Neuschwanstein


Baugeschichte und Ausstattung

  

Das von dem bayerischen König Ludwig II. 1869 begonnene Schloss steht an der Stelle zweier mittelalterlicher Burgen, Vorder- und Hinterhohenschwangau, von denen seinerzeit nur noch Ruinen vorhanden waren.

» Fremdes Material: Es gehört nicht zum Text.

//! Scheduler configuration.

use crate::util::size::kb;

/// Configuration for the work-stealing pool.
#[derive(Debug, Clone)]
pub struct SchedConfig {
    /// Worker threads to spawn (0 = logical cores minus one for the main
    /// thread). Worker 0 is always the submitting thread.
    pub worker_threads: usize,

    /// Capacity of each worker's local deque.
    pub local_queue_capacity: usize,

    /// Capacity hint for the global queues.
    pub global_queue_capacity: usize,

    /// Failed acquisition rounds before a worker sleeps.
    pub max_idle_spins: u32,

    /// Steal attempts per acquisition round.
    pub steal_attempts_per_round: u32,

    /// Pause iterations between steal attempts.
    pub steal_pause: u32,

    /// Enable stealing from other workers.
    pub enable_work_stealing: bool,

    /// Enable NUMA topology detection and pinning.
    pub enable_numa_awareness: bool,

    /// Small job fibers per worker.
    pub small_fibers_per_worker: usize,

    /// Large-stack job fibers per worker.
    pub large_fibers_per_worker: usize,

    /// Per-worker scratch arena size.
    pub worker_arena_size: usize,

    /// Per-group arena size.
    pub group_arena_size: usize,
}

impl Default for SchedConfig {
    fn default() -> Self {
        Self {
            worker_threads: 0,
            local_queue_capacity: 256,
            global_queue_capacity: 1024,
            max_idle_spins: 1000,
            steal_attempts_per_round: 4,
            steal_pause: 16,
            enable_work_stealing: true,
            enable_numa_awareness: true,
            small_fibers_per_worker: 64,
            large_fibers_per_worker: 8,
            worker_arena_size: kb(64),
            group_arena_size: kb(64),
        }
    }
}

impl SchedConfig {
    /// Create a minimal config for testing or constrained environments.
    pub fn minimal() -> Self {
        Self {
            worker_threads: 1,
            local_queue_capacity: 64,
            global_queue_capacity: 128,
            max_idle_spins: 100,
            steal_attempts_per_round: 2,
            steal_pause: 4,
            enable_work_stealing: true,
            enable_numa_awareness: false,
            small_fibers_per_worker: 8,
            large_fibers_per_worker: 2,
            worker_arena_size: kb(16),
            group_arena_size: kb(16),
        }
    }

    /// Builder pattern: set the worker thread count.
    pub fn with_worker_threads(mut self, count: usize) -> Self {
        self.worker_threads = count;
        self
    }

    /// Builder pattern: set the local deque capacity.
    pub fn with_local_queue_capacity(mut self, capacity: usize) -> Self {
        self.local_queue_capacity = capacity;
        self
    }

    /// Builder pattern: toggle work stealing.
    pub fn with_work_stealing(mut self, enable: bool) -> Self {
        self.enable_work_stealing = enable;
        self
    }

    /// Builder pattern: toggle NUMA awareness.
    pub fn with_numa_awareness(mut self, enable: bool) -> Self {
        self.enable_numa_awareness = enable;
        self
    }

    /// Builder pattern: set idle spin budget.
    pub fn with_max_idle_spins(mut self, spins: u32) -> Self {
        self.max_idle_spins = spins;
        self
    }

    /// Resolved worker count including the main-thread worker 0.
    pub(crate) fn resolved_worker_count(&self) -> usize {
        let threads = if self.worker_threads == 0 {
            num_cpus::get().saturating_sub(1).max(1)
        } else {
            self.worker_threads
        };
        threads + 1
    }
}
//! Error types for fallible scheduler paths.

use thiserror::Error;

/// Errors from scheduler setup and contract-checked operations.
#[derive(Debug, Error)]
pub enum SchedError {
    /// Worker thread creation failed.
    #[error("failed to spawn worker thread: {0}")]
    ThreadSpawn(#[from] std::io::Error),

    /// An operation needed the global pool but none is initialized.
    #[error("scheduler not initialized")]
    NotInitialized,

    /// A dependency edge could not be recorded.
    #[error("dependency rejected: {0}")]
    DependencyRejected(&'static str),
}

/// Errors from the application loop.
#[derive(Debug, Error)]
pub enum AppError {
    /// The client's init callback failed.
    #[error("application init failed: {0}")]
    Init(String),
}

/// Errors from config file handling.
#[derive(Debug, Error)]
pub enum ConfigError {
    /// File could not be read or written.
    #[error("config io error: {0}")]
    Io(#[from] std::io::Error),

    /// Key or value exceeds the fixed limits.
    #[error("config entry too long: {0}")]
    EntryTooLong(String),

    /// The entry table is full.
    #[error("config table full")]
    TableFull,
}
//! # taskweave
//!
//! Fiber-based, work-stealing task scheduling for Rust game engines.
//!
//! ## Features
//!
//! - Chase-Lev work-stealing deques with a two-tier global queue
//! - Stackful job fibers with cooperative yield (small and large stacks)
//! - Dependency DAGs over generation-checked task handles
//! - Task groups with continuations and hierarchical fork/join
//! - NUMA-aware victim selection with thread pinning
//! - Arena and slab-pool transient memory
//! - Per-frame worker timeline profiler
//! - Fixed-timestep application loop
//!
//! ## Quick Start
//!
//! ```rust,no_run
//! use taskweave::TaskHandle;
//!
//! taskweave::init().unwrap();
//!
//! fn load(_data: *mut ()) { /* ... */ }
//! fn build(_data: *mut ()) { /* ... */ }
//!
//! let load = taskweave::schedule("load", load, std::ptr::null_mut(), TaskHandle::INVALID);
//! let build = taskweave::schedule("build", build, std::ptr::null_mut(), load);
//! taskweave::wait(build);
//!
//! taskweave::shutdown();
//! ```

// Internal modules (not directly exported)
#[allow(dead_code)]
mod api;
#[allow(dead_code)]
mod sync;
#[allow(dead_code)]
mod util;

mod deque;
mod exec;
mod memory;
mod profiler;
mod task;

// Client-facing surfaces
pub mod app;
pub mod config;
pub mod input;

// Core API re-exports
pub use api::config::SchedConfig;
pub use api::error::{AppError, ConfigError, SchedError};
pub use api::handle::TaskHandle;
pub use api::stats::{PoolStats, TaskPerfInfo, WorkerStats};

pub use task::group::TaskGroup;
pub use task::{RangeFn, TaskFn, TaskOptions, TaskPriority, TaskState, MAX_DEPENDENTS, TASK_TABLE_SIZE};

pub use exec::pool::{
    add_dependency, cancel, create_task, current_arena, frame_end, frame_start, global, init,
    init_with_config, is_complete, parallel_for, perf_info, schedule, schedule_with, shutdown,
    spawn_child, stats, submit, wait, WorkStealingPool,
};
pub use exec::worker::{current_worker_id, yield_now};

pub use memory::arena::{Arena, ArenaMark};
pub use memory::heap::HeapAlloc;
pub use memory::pool::{PoolAllocator, PoolConfig};

pub use profiler::{ProfilerEvent, MAX_PROFILER_EVENTS};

Der Name Schwanstein kommt von der Burg über dem Ort an der Stelle des heutigen Schlosses Hohenschwangau, die in der ersten Hälfte des 19. Jahrhunderts beim Neubau von Hohenschwangau abgebrochen wurde.

Zum Bau einer romantisierenden Burg „im echten Styl der deutschen Ritterburgen“ – so Ludwig II. im Mai 1869 in einem Brief an Richard Wagner – wurde der König nicht nur durch die schon älteren Pläne seine Vaters, sondern vor allem durch den Besuch der Wartburg im Jahre 1867 zusammen mit seinem Bruder Otto. Sie lieferte besonders für das Ritterbad und den Sängersaal die Vorbilder für die Entwürfe. Andere Vorbilder sind in der maurischen Architektur Spaniens und der Sagenwelt der Opern Richard Wagners zu suchen; hier lieferten Eduard Riedel und Christian Jank die Entwürfe.

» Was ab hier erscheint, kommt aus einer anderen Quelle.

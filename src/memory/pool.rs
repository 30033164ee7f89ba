//! Fixed-size object pool with block chaining and free-list recycling.
//!
//! Objects come out of slab blocks; unused cells hold the free-list links
//! themselves, so an empty pool costs nothing beyond the block memory. The
//! `debug` feature adds a per-block allocation bitmap for double-free
//! detection plus FREE/ALLOC sentinels stamped into recycled cells.

use std::alloc::{alloc, dealloc, Layout};
use std::ptr::NonNull;

use crate::util::size::align_up;

#[cfg(feature = "debug")]
const POOL_FREE_PATTERN: u32 = 0xDEAD_BEEF;
#[cfg(feature = "debug")]
const POOL_ALLOC_PATTERN: u32 = 0xABCD_EF00;

#[repr(C)]
struct FreeNode {
    next: *mut FreeNode,
    #[cfg(feature = "debug")]
    magic: u32,
}

struct Block {
    memory: NonNull<u8>,
    layout: Layout,
    num_objects: usize,
    objects_in_use: usize,
    free_list: *mut FreeNode,
    #[cfg(feature = "debug")]
    bitmap: Vec<u64>,
}

impl Block {
    fn contains(&self, ptr: *mut u8, object_size: usize) -> bool {
        let start = self.memory.as_ptr() as usize;
        let end = start + self.num_objects * object_size;
        let p = ptr as usize;
        p >= start && p < end && (p - start) % object_size == 0
    }
}

impl Drop for Block {
    fn drop(&mut self) {
        // SAFETY: memory was allocated with self.layout.
        unsafe { dealloc(self.memory.as_ptr(), self.layout) };
    }
}

/// Pool configuration.
#[derive(Debug, Clone)]
pub struct PoolConfig {
    /// Size of each object in bytes.
    pub object_size: usize,
    /// Alignment requirement; 0 selects one based on the size.
    pub object_align: usize,
    /// Objects per slab block; 0 selects one based on the size.
    pub objects_per_block: usize,
    /// Blocks to pre-allocate (at least one is always created).
    pub initial_blocks: usize,
    /// Name used in stats output.
    pub name: &'static str,
}

impl PoolConfig {
    /// Config for objects of `object_size` bytes with auto-tuned block size.
    pub fn for_size(object_size: usize) -> Self {
        Self {
            object_size,
            object_align: 0,
            objects_per_block: 0,
            initial_blocks: 1,
            name: "pool",
        }
    }
}

/// Fixed-size slab pool.
///
/// Not thread-safe by itself; shared pools are wrapped in a mutex by their
/// owner.
pub struct PoolAllocator {
    object_size: usize,
    object_align: usize,
    objects_per_block: usize,

    blocks: Vec<Block>,
    /// Index of the block that served the last block-level allocation.
    active_block: usize,

    /// Cross-block free list for fast reuse.
    global_free_list: *mut FreeNode,

    total_objects: usize,
    allocated_objects: usize,
    peak_allocated: usize,
    name: &'static str,
}

impl PoolAllocator {
    /// Create a pool for objects of `object_size` bytes, `objects_per_block`
    /// per slab (0 = auto).
    pub fn new(object_size: usize, objects_per_block: usize) -> PoolAllocator {
        let mut config = PoolConfig::for_size(object_size);
        config.objects_per_block = objects_per_block;
        Self::with_config(config)
    }

    /// Create a pool from an explicit configuration.
    pub fn with_config(config: PoolConfig) -> PoolAllocator {
        assert!(config.object_size > 0, "pool object size must be non-zero");

        let align = if config.object_align != 0 {
            config.object_align
        } else if config.object_size >= 16 {
            16
        } else {
            std::mem::align_of::<usize>()
        };

        // Objects must be able to hold the embedded free-list node.
        let object_size = align_up(
            config.object_size.max(std::mem::size_of::<FreeNode>()),
            align,
        );

        let objects_per_block = if config.objects_per_block != 0 {
            config.objects_per_block
        } else if object_size <= 64 {
            4096
        } else if object_size <= 256 {
            1024
        } else if object_size <= 1024 {
            256
        } else {
            64
        };

        let mut pool = PoolAllocator {
            object_size,
            object_align: align,
            objects_per_block,
            blocks: Vec::new(),
            active_block: 0,
            global_free_list: std::ptr::null_mut(),
            total_objects: 0,
            allocated_objects: 0,
            peak_allocated: 0,
            name: config.name,
        };

        for _ in 0..config.initial_blocks.max(1) {
            pool.grow();
        }
        pool
    }

    fn grow(&mut self) -> bool {
        let data_size = self.object_size * self.objects_per_block;
        let layout = match Layout::from_size_align(data_size, self.object_align) {
            Ok(l) => l,
            Err(_) => return false,
        };

        // SAFETY: layout has non-zero size.
        let raw = unsafe { alloc(layout) };
        let memory = match NonNull::new(raw) {
            Some(p) => p,
            None => return false,
        };

        let mut block = Block {
            memory,
            layout,
            num_objects: self.objects_per_block,
            objects_in_use: 0,
            free_list: std::ptr::null_mut(),
            #[cfg(feature = "debug")]
            bitmap: vec![0u64; (self.objects_per_block + 63) / 64],
        };

        Self::rebuild_free_list(&mut block, self.object_size);

        self.blocks.push(block);
        self.active_block = self.blocks.len() - 1;
        self.total_objects += self.objects_per_block;
        true
    }

    fn rebuild_free_list(block: &mut Block, object_size: usize) {
        let mut prev: *mut FreeNode = std::ptr::null_mut();
        for i in 0..block.num_objects {
            // SAFETY: i * object_size stays inside the block.
            let node = unsafe { block.memory.as_ptr().add(i * object_size) } as *mut FreeNode;
            // SAFETY: node points at writable pool memory.
            unsafe {
                (*node).next = prev;
                #[cfg(feature = "debug")]
                {
                    (*node).magic = POOL_FREE_PATTERN;
                }
            }
            prev = node;
        }
        block.free_list = prev;
    }

    fn alloc_from_block(&mut self, block_idx: usize) -> *mut u8 {
        let block = &mut self.blocks[block_idx];
        let node = block.free_list;
        if node.is_null() {
            return std::ptr::null_mut();
        }

        #[cfg(feature = "debug")]
        // SAFETY: node is a live free-list entry inside the block.
        unsafe {
            assert_eq!(
                (*node).magic,
                POOL_FREE_PATTERN,
                "pool corruption: invalid free node magic"
            );
            (*node).magic = POOL_ALLOC_PATTERN;
        }

        // SAFETY: node is a valid free-list entry.
        block.free_list = unsafe { (*node).next };
        block.objects_in_use += 1;

        #[cfg(feature = "debug")]
        {
            let index =
                (node as usize - block.memory.as_ptr() as usize) / self.object_size;
            block.bitmap[index / 64] |= 1u64 << (index % 64);
        }

        node as *mut u8
    }

    /// Allocate one object.
    ///
    /// Precedence: global free list, active block, any block with free
    /// cells, then a new block. Returns null if the system allocator fails.
    pub fn allocate(&mut self) -> *mut u8 {
        // Global free list first: cross-block reuse keeps hot objects hot.
        if !self.global_free_list.is_null() {
            let node = self.global_free_list;
            // SAFETY: node is a valid free-list entry.
            self.global_free_list = unsafe { (*node).next };

            #[cfg(feature = "debug")]
            // SAFETY: node points at pool memory.
            unsafe {
                assert_eq!(
                    (*node).magic,
                    POOL_FREE_PATTERN,
                    "pool corruption: invalid free node magic"
                );
                (*node).magic = POOL_ALLOC_PATTERN;
                self.mark_allocated(node as *mut u8);
            }

            self.allocated_objects += 1;
            self.peak_allocated = self.peak_allocated.max(self.allocated_objects);
            return node as *mut u8;
        }

        // Active block, then any block with a free cell.
        let mut ptr = self.alloc_from_block(self.active_block);
        if ptr.is_null() {
            for idx in 0..self.blocks.len() {
                if !self.blocks[idx].free_list.is_null() {
                    ptr = self.alloc_from_block(idx);
                    if !ptr.is_null() {
                        self.active_block = idx;
                        break;
                    }
                }
            }
        }

        // All blocks full: chain a new one.
        if ptr.is_null() {
            if !self.grow() {
                return std::ptr::null_mut();
            }
            ptr = self.alloc_from_block(self.active_block);
        }

        if !ptr.is_null() {
            self.allocated_objects += 1;
            self.peak_allocated = self.peak_allocated.max(self.allocated_objects);
        }
        ptr
    }

    #[cfg(feature = "debug")]
    unsafe fn mark_allocated(&mut self, ptr: *mut u8) {
        let object_size = self.object_size;
        for block in &mut self.blocks {
            if block.contains(ptr, object_size) {
                let index = (ptr as usize - block.memory.as_ptr() as usize) / object_size;
                block.bitmap[index / 64] |= 1u64 << (index % 64);
                return;
            }
        }
    }

    /// Return an object to the pool.
    ///
    /// # Safety
    /// `ptr` must have been returned by [`allocate`](Self::allocate) on this
    /// pool and not freed since.
    pub unsafe fn free(&mut self, ptr: *mut u8) {
        if ptr.is_null() {
            return;
        }

        #[cfg(feature = "debug")]
        {
            let object_size = self.object_size;
            let block = self
                .blocks
                .iter_mut()
                .find(|b| b.contains(ptr, object_size))
                .expect("pointer not from this pool");
            let index = (ptr as usize - block.memory.as_ptr() as usize) / object_size;
            let word = &mut block.bitmap[index / 64];
            let bit = 1u64 << (index % 64);
            assert!(*word & bit != 0, "double free detected");
            *word &= !bit;
        }

        let node = ptr as *mut FreeNode;
        (*node).next = self.global_free_list;
        #[cfg(feature = "debug")]
        {
            (*node).magic = POOL_FREE_PATTERN;
        }
        self.global_free_list = node;
        self.allocated_objects -= 1;
    }

    /// Whether `ptr` points into one of this pool's blocks.
    pub fn contains(&self, ptr: *mut u8) -> bool {
        self.blocks.iter().any(|b| b.contains(ptr, self.object_size))
    }

    /// Drop every outstanding object: rebuild all per-block free lists and
    /// clear the global list.
    pub fn clear(&mut self) {
        let object_size = self.object_size;
        for block in &mut self.blocks {
            block.objects_in_use = 0;
            Self::rebuild_free_list(block, object_size);
            #[cfg(feature = "debug")]
            block.bitmap.iter_mut().for_each(|w| *w = 0);
        }
        self.global_free_list = std::ptr::null_mut();
        self.allocated_objects = 0;
        self.active_block = 0;
    }

    /// Effective (aligned) object size.
    pub fn object_size(&self) -> usize {
        self.object_size
    }

    /// Objects currently allocated.
    pub fn allocated_objects(&self) -> usize {
        self.allocated_objects
    }

    /// Objects available without growing.
    pub fn free_objects(&self) -> usize {
        self.total_objects - self.allocated_objects
    }

    /// Number of slab blocks chained.
    pub fn block_count(&self) -> usize {
        self.blocks.len()
    }

    /// High-water mark of allocated objects.
    pub fn peak_allocated(&self) -> usize {
        self.peak_allocated
    }

    /// Log a usage summary.
    pub fn log_stats(&self) {
        log::debug!(
            "pool '{}': {}/{} objects in {} blocks (peak {})",
            self.name,
            self.allocated_objects,
            self.total_objects,
            self.blocks.len(),
            self.peak_allocated
        );
    }
}

// SAFETY: raw free-list pointers all point into blocks owned by the pool;
// shared access is mediated by the owner's mutex.
unsafe impl Send for PoolAllocator {}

Schloss Neuschwanstein, von Schloss Hohenschwangau aus gesehen
Schloss Neuschwanstein, von Schloss Hohenschwangau aus gesehen

Neuschwanstein ist das letzte Schloss, das Ludwig II. vor seiner Entmündigung 1886 noch selbst in Auftrag gab. Bei seinem Tod im Juni 1886 war hier erst ein Drittel der Räume fertiggestellt. Der König bewohnte bei seinen Aufenthalten das Torhaus, von dem aus er die Bauarbeiten verfolgen konnte.

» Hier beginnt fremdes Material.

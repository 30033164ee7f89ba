//! Task groups: counted collections with an optional continuation.
//!
//! A group tracks a set of tasks as one unit. Each added task holds a
//! reference back to the group; the last completion releases the
//! continuation (if any). Groups carry a dedicated arena that member tasks
//! inherit for scratch allocations.

use std::cell::UnsafeCell;
use std::sync::atomic::{AtomicBool, AtomicU64, Ordering};

use crate::api::handle::TaskHandle;
use crate::exec::pool::WorkStealingPool;
use crate::memory::arena::Arena;
use crate::util::size::kb;

/// A counted collection of tasks.
///
/// Create with [`TaskGroup::new`]; the box must stay in place (its address
/// is recorded in member tasks) until [`wait`](Self::wait) returns or the
/// group was detached with [`detach_auto_destroy`](Self::detach_auto_destroy).
pub struct TaskGroup {
    /// Tasks still pending completion.
    remaining: AtomicU64,
    /// Raw handle of the continuation task (0 = none).
    continuation: AtomicU64,
    auto_destroy: AtomicBool,
    /// Scratch memory shared by all member tasks.
    arena: UnsafeCell<Arena>,
    /// Tracked tasks for bulk submission.
    tasks: Vec<TaskHandle>,
    total: u32,
    created_ns: u64,
}

// SAFETY: the arena is written only by member tasks during execution or by
// the owner before submission; counters are atomic.
unsafe impl Sync for TaskGroup {}
unsafe impl Send for TaskGroup {}

impl TaskGroup {
    /// Create a group sized for roughly `estimated` tasks, with the default
    /// 64 KiB group arena.
    pub fn new(estimated: usize) -> Box<TaskGroup> {
        Self::with_arena_size(estimated, kb(64))
    }

    /// Create a group with an explicit arena capacity.
    pub fn with_arena_size(estimated: usize, arena_size: usize) -> Box<TaskGroup> {
        let created_ns = crate::exec::pool::with_global(|p| p.now_ns()).unwrap_or(0);
        Box::new(TaskGroup {
            remaining: AtomicU64::new(0),
            continuation: AtomicU64::new(0),
            auto_destroy: AtomicBool::new(false),
            arena: UnsafeCell::new(Arena::with_capacity(arena_size)),
            tasks: Vec::with_capacity(estimated),
            total: 0,
            created_ns,
        })
    }

    /// Track a created (not yet submitted) task in this group.
    ///
    /// The task inherits the group arena unless it already has one.
    pub fn add(&mut self, handle: TaskHandle) -> bool {
        let recorded = crate::exec::pool::with_global(|pool| {
            let slot = match pool.table().slot(handle) {
                Some(s) => s,
                None => return false,
            };
            debug_assert_eq!(slot.state(), crate::task::TaskState::Pending);
            // SAFETY: pre-submission, the creator has exclusive payload
            // access.
            let payload = unsafe { slot.payload_mut() };
            payload.group = self as *const TaskGroup;
            if payload.arena.is_null() {
                payload.arena = self.arena.get();
            }
            true
        })
        .unwrap_or(false);

        if recorded {
            self.remaining.fetch_add(1, Ordering::AcqRel);
            self.total += 1;
            self.tasks.push(handle);
        }
        recorded
    }

    /// Register a created (not yet submitted) task to run once the group
    /// completes. Its construction hold is released by the last member.
    pub fn set_continuation(&mut self, handle: TaskHandle) {
        self.continuation.store(handle.raw(), Ordering::Release);
    }

    /// Submit every tracked task.
    pub fn submit(&mut self) {
        crate::exec::pool::with_global(|pool| {
            for handle in &self.tasks {
                pool.submit(*handle);
            }
        });
    }

    /// Execute pool work until every member task has completed.
    pub fn wait(&self) {
        crate::exec::pool::with_global(|pool| {
            while self.remaining.load(Ordering::Acquire) > 0 {
                if !pool.help_one() {
                    crate::sync::atomics::cpu_pause();
                }
            }
        });
    }

    /// Tasks still outstanding.
    pub fn remaining(&self) -> u64 {
        self.remaining.load(Ordering::Acquire)
    }

    /// Tasks added over the group's lifetime.
    pub fn total(&self) -> u32 {
        self.total
    }

    /// Creation timestamp (pool epoch nanoseconds).
    pub fn created_ns(&self) -> u64 {
        self.created_ns
    }

    /// The group's scratch arena.
    ///
    /// Single-writer contract: member tasks during execution, the owner
    /// otherwise.
    pub fn arena_ptr(&self) -> *mut Arena {
        self.arena.get()
    }

    /// Reset the group arena, reclaiming all scratch memory.
    ///
    /// # Safety
    /// No member task may be running.
    pub unsafe fn reset_arena(&self) {
        (*self.arena.get()).reset();
    }

    /// Hand ownership to the scheduler: the group frees itself when the
    /// last member task completes.
    ///
    /// Call only after [`submit`](Self::submit); adding further tasks to a
    /// detached group is a contract violation.
    pub fn detach_auto_destroy(self: Box<Self>) {
        // Register a phantom member before flipping the flag, so exactly
        // one of the real members and this call observes remaining == 0
        // and frees the group.
        self.remaining.fetch_add(1, Ordering::AcqRel);
        self.auto_destroy.store(true, Ordering::Release);
        let raw = Box::into_raw(self);

        let completed = crate::exec::pool::with_global(|pool| {
            // SAFETY: raw is live; the phantom member keeps it so.
            unsafe { notify_complete(raw, pool) };
        });
        if completed.is_none() {
            // No scheduler: nothing can complete members anymore.
            // SAFETY: we are the only owner left.
            unsafe { drop(Box::from_raw(raw)) };
        }
    }
}

/// Completion hook invoked by the scheduler for each member task.
///
/// # Safety
/// `ptr` must reference a live group whose `remaining` counter includes the
/// completing task.
pub(crate) unsafe fn notify_complete(ptr: *const TaskGroup, pool: &WorkStealingPool) {
    let group = &*ptr;
    if group.remaining.fetch_sub(1, Ordering::AcqRel) != 1 {
        return;
    }

    // Last member: release the continuation and honor auto-destroy.
    let continuation = TaskHandle::from_raw(group.continuation.swap(0, Ordering::AcqRel));
    let auto_destroy = group.auto_destroy.load(Ordering::Acquire);

    if continuation.is_valid() {
        pool.submit(continuation);
    }
    if auto_destroy {
        drop(Box::from_raw(ptr as *mut TaskGroup));
    }
}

Obwohl Neuschwanstein als ein ganz privates Refugium geplant war, das der König nicht der Öffentlichkeit geöffnet wissen wollte, wurde es bereits sechs Wochen nach seinem Tod für Besucher geöffnet. Für den Besichtigungsverlauf war es notwendig, einige Arbeiten noch fortzuführen, wie z.B. den Mosaikfußboden im Thronsaal.

Neuschwanstein ist heute ein Touristenmagnet, der in der Hochsaison bis zu 10.000 Besucher am Tag zählt. Durch seinen Charakter als Höhepunkt des romantischen Historismus und Eklektizismus wird es als „Märchenschloss“ vermarktet.

Der Grundstein für den Schlossbau wurde am am 5. September 1869 gelegt. In den Jahren 1869 bis 1873 wurde der Torbau fertiggestellt und vollständig eingerichtet. Die Bauleitung lag bis 1874 bei Eduard Riedl, dem dann Georg von Dollmann folgte. Der 1880 im Rohbau fertiggestellte Palas konnte 1884 bezogen werden. Der König bezog im zweiten Obergeschoss eine komfortable Wohnung, die Bauleitung war im ersten Stock untergebracht. Ludwig II. nahm immer wieder persönlichen Einfluss auf die Pläne, was dazu führte, dass statt eines bescheideneren Arbeitszimmers der große Thronsaal eingebaut wurde und die ursprünglich geplanten Gästezimmer einem – allerdings nicht verwirklichten – „Maurischen Saal“ weichen mussten.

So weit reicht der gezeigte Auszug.